Rædwald era um mércio mais velho, um homem cauteloso que eu tinha posto em Brunanburh para aconselhar Æthelstan. O príncipe comandava a guarnição, mas ele era jovem, por isso eu havia lhe dado seis homens mais velhos e mais sábios para impedi-lo de cometer os erros da juventude.

— Eles queriam que nós saíssemos? — perguntou Æthelstan, intrigado.

— Onde eles prefeririam lutar? — questionei. — Tendo você atrás dos muros? Ou em terreno aberto, parede de escudos contra parede de escudos?

— Eu disse isso, senhor! — exclamou Rædwald. Ignorei-o.

— Escolha suas batalhas — vociferei para Æthelstan. — Você tem esse espaço entre as orelhas para pensar! Se simplesmente atacar quando vir um inimigo, vai ganhar uma sepultura antes da hora.

— Foi isso... — começou Rædwald.

— Foi isso que você disse, eu sei! Agora, fique quieto!

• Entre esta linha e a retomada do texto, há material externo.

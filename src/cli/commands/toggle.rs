//! `credvault toggle` — flip a credential between active and inactive.

use crate::audit::{log_audit, AuditEvent};
use crate::cli::output;
use crate::cli::{open_vault, print_json, Cli};
use crate::errors::Result;

/// Execute the `toggle` command.
pub fn execute(cli: &Cli, id: &str) -> Result<()> {
    let vault = open_vault(cli)?;
    let toggled = vault.toggle_active(id)?;
    let m = &toggled.metadata;

    let state = if m.is_active { "active" } else { "inactive" };
    log_audit(
        cli,
        AuditEvent::new("toggle")
            .credential(&m.id)
            .pair(m.provider.as_str(), &m.environment)
            .details(state),
    );

    if cli.json {
        return print_json(&toggled);
    }

    output::success(&format!("Credential '{}' is now {state}", m.name));

    Ok(())
}
//! Configuration: project settings and the encryption secret.

pub mod key;
pub mod settings;

pub use key::{EncryptionKey, ENCRYPTION_KEY_VAR};
pub use settings::Settings;
//! Cryptographic primitives for CredVault.
//!
//! This module provides:
//! - AES-256-GCM encryption and decryption (`encryption`)
//! - The `SecretCipher` engine that seals credential strings (`encryption`)
//! - HKDF-based derivation of the AES key from the configured secret (`keys`)

pub mod encryption;
pub mod keys;

pub use encryption::{decrypt, encrypt, SecretCipher};
pub use keys::{derive_encryption_key, MasterKey};
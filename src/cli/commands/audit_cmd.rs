//! `credvault audit` — display the audit log.
//!
//! Usage:
//!   credvault audit               # show last 50 entries
//!   credvault audit --last 20     # show last 20
//!   credvault audit --since 7d    # entries from last 7 days

use chrono::{TimeDelta, Utc};

use crate::audit::{AuditEntry, AuditLog};
use crate::cli::{audit_path, output, print_json, Cli};
use crate::errors::{Result, VaultError};

/// Execute the `audit` command.
pub fn execute(cli: &Cli, last: usize, since: Option<&str>) -> Result<()> {
    let path = audit_path()?;
    if !path.exists() {
        output::info("No audit entries found.");
        return Ok(());
    }

    let audit = AuditLog::open(&path)
        .ok_or_else(|| VaultError::AuditError("failed to open audit database".into()))?;

    let since_dt = match since {
        Some(s) => Some(parse_duration(s)?),
        None => None,
    };

    let entries = audit.query(last, since_dt)?;

    if cli.json {
        let rows: Vec<serde_json::Value> = entries
            .iter()
            .map(|e| {
                serde_json::json!({
                    "id": e.id,
                    "timestamp": e.timestamp.to_rfc3339(),
                    "operation": e.operation,
                    "credentialId": e.credential_id,
                    "provider": e.provider,
                    "environment": e.environment,
                    "actor": e.actor,
                    "details": e.details,
                })
            })
            .collect();
        return print_json(&rows);
    }

    if entries.is_empty() {
        output::info("No audit entries found.");
        return Ok(());
    }

    print_audit_table(&entries);

    Ok(())
}

/// Parse a human-friendly duration string like "7d", "24h", "30m".
fn parse_duration(input: &str) -> Result<chrono::DateTime<Utc>> {
    let input = input.trim();

    let (num_str, duration_of): (&str, fn(i64) -> Option<TimeDelta>) =
        if let Some(s) = input.strip_suffix('d') {
            (s, TimeDelta::try_days)
        } else if let Some(s) = input.strip_suffix('h') {
            (s, TimeDelta::try_hours)
        } else if let Some(s) = input.strip_suffix('m') {
            (s, TimeDelta::try_minutes)
        } else {
            return Err(VaultError::CommandFailed(format!(
                "invalid duration '{input}' — use format like 7d, 24h, or 30m"
            )));
        };

    let num: i64 = num_str.parse().map_err(|_| {
        VaultError::CommandFailed(format!(
            "invalid duration '{input}' — number part is not valid"
        ))
    })?;

    duration_of(num)
        .and_then(|d| Utc::now().checked_sub_signed(d))
        .ok_or_else(|| {
            VaultError::CommandFailed(format!("invalid duration '{input}' — out of range"))
        })
}

/// Print audit entries in a formatted table.
pub fn print_audit_table(entries: &[AuditEntry]) {
    use comfy_table::{ContentArrangement, Table};
    use console::style;

    let mut table = Table::new();
    table.set_content_arrangement(ContentArrangement::Dynamic);
    table.set_header(vec![
        "Time",
        "Operation",
        "Credential",
        "Provider",
        "Environment",
        "Actor",
        "Details",
    ]);

    let dash = |v: &Option<String>| v.as_deref().unwrap_or("-").to_string();

    for entry in entries {
        table.add_row(vec![
            entry.timestamp.format("%Y-%m-%d %H:%M:%S").to_string(),
            colorize_operation(&entry.operation),
            dash(&entry.credential_id),
            dash(&entry.provider),
            dash(&entry.environment),
            dash(&entry.actor),
            dash(&entry.details),
        ]);
    }

    println!(
        "{}",
        style(format!("{} audit entries:", entries.len())).bold()
    );
    println!("{table}");
}

/// Colorize operation names for display.
fn colorize_operation(op: &str) -> String {
    use console::style;

    match op {
        "create" => style(op).green().to_string(),
        "update" | "toggle" => style(op).blue().to_string(),
        "delete" => style(op).red().to_string(),
        "reveal" => style(op).yellow().to_string(),
        "consume" => style(op).cyan().to_string(),
        _ => op.to_string(),
    }
}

Olhei rio acima, para a água sem barcos. Ragnall tinha trazido um exército à Britânia, mas o que faria com esses homens? Precisava de terras para alimentar seus homens, precisava de fortalezas para protegê-los. Tinha passado por Brunanburh, mas será que planejava dar meia-volta e atacar Ceaster? A muralha romana transformava a cidade numa ótima base mas também num obstáculo formidável. Então para onde ele iria?

— Mas foi isso que o senhor fez! — exclamou Æthelstan, interrompendo meus pensamentos.

— Fiz o quê?

— Atacou o inimigo! — Ele parecia indignado. — Agora mesmo! O senhor desceu o morro e atacou, apesar de eles estarem em maior número.

— Eu precisava de prisioneiros, sua paródia miserável de homem.

Eu queria saber como Ragnall tinha subido o rio no escuro. Ou fora um golpe de sorte incrível sua enorme frota se deslocar em meio aos bancos de terra do Mærse sem que nenhum barco encalhasse, ou então ele era um comandante ainda melhor do que sua reputação sugeria. Esse era um feito de navegação impressionante mas também desnecessário. Sua frota era gigantesca, e tínhamos apenas uns doze barcos. Ele poderia ter atravessado nossas forças sem que pudéssemos impedir, mas tinha decidido atacar à noite. Por que correr esse risco?

— Ele não queria que bloqueássemos o canal — sugeriu meu filho, e essa provavelmente era a resposta.

Mesmo que tivéssemos apenas algumas horas de aviso, poderíamos afundar nossas embarcações no canal principal do rio. Ragnall acabaria passando mesmo assim, porém seria obrigado a esperar pela maré alta, e suas embarcações mais pesadas teriam dificuldade para passar. Nesse meio-tempo, mandaríamos mensageiros rio acima para garantir que mais barricadas bloqueassem o Mærse e mais homens esperassem para receber suas embarcações. Em vez disso, ele havia passado por nós despercebido e já avançava para o interior.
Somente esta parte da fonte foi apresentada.